◆ WHAT YOU ARE ASKED TO DO ◆
Make an exact transcription of the data below.

◆ Saved entries ◆
----
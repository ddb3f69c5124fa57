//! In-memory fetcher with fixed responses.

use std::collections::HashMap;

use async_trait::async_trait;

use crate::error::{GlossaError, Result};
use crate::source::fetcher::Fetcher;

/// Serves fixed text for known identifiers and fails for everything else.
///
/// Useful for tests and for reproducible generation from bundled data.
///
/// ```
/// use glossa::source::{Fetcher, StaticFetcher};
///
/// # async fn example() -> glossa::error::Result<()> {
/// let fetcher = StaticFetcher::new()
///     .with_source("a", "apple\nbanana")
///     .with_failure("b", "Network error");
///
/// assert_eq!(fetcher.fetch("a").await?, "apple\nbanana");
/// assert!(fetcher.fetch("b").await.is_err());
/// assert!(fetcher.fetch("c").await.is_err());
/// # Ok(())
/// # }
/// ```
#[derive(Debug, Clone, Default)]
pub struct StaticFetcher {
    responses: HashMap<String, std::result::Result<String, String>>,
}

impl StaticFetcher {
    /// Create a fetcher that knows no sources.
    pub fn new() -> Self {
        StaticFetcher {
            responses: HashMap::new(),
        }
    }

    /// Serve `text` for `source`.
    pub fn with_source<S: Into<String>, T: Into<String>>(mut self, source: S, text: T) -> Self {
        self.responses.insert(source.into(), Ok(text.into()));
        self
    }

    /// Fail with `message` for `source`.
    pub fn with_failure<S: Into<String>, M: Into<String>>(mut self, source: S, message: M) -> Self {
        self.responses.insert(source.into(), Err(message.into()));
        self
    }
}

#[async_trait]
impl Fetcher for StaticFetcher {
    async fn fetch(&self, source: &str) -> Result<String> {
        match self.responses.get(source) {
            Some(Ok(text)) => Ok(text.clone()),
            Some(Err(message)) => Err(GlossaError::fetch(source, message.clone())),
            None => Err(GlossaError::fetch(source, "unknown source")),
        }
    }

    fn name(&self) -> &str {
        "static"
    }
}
----
◆ WRITTEN ANSWER ◆
repository ddb3f69c5124fa57
//! In-memory fetcher with fixed responses.

use std::collections::HashMap;

use async_trait::async_trait;

use crate::error::{GlossaError, Result};
use crate::source::fetcher::Fetcher;

/// Serves fixed text for known identifiers and fails for everything else.
///
/// Useful for tests and for reproducible generation from bundled data.
///
/// ```
/// use glossa::source::{Fetcher, StaticFetcher};
///
/// # async fn example() -> glossa::error::Result<()> {
/// let fetcher = StaticFetcher::new()
///     .with_source("a", "apple\nbanana")
///     .with_failure("b", "Network error");
///
/// assert_eq!(fetcher.fetch("a").await?, "apple\nbanana");
/// assert!(fetcher.fetch("b").await.is_err());
/// assert!(fetcher.fetch("c").await.is_err());
/// # Ok(())
/// # }
/// ```
#[derive(Debug, Clone, Default)]
pub struct StaticFetcher {
    responses: HashMap<String, std::result::Result<String, String>>,
}

impl StaticFetcher {
    /// Create a fetcher that knows no sources.
    pub fn new() -> Self {
        StaticFetcher {
            responses: HashMap::new(),
        }
    }

    /// Serve `text` for `source`.
    pub fn with_source<S: Into<String>, T: Into<String>>(mut self, source: S, text: T) -> Self {
        self.responses.insert(source.into(), Ok(text.into()));
        self
    }

    /// Fail with `message` for `source`.
    pub fn with_failure<S: Into<String>, M: Into<String>>(mut self, source: S, message: M) -> Self {
        self.responses.insert(source.into(), Err(message.into()));
        self
    }
}

#[async_trait]
impl Fetcher for StaticFetcher {
    async fn fetch(&self, source: &str) -> Result<String> {
        match self.responses.get(source) {
            Some(Ok(text)) => Ok(text.clone()),
            Some(Err(message)) => Err(GlossaError::fetch(source, message.clone())),
            None => Err(GlossaError::fetch(source, "unknown source")),
        }
    }

    fn name(&self) -> &str {
        "static"
    }
}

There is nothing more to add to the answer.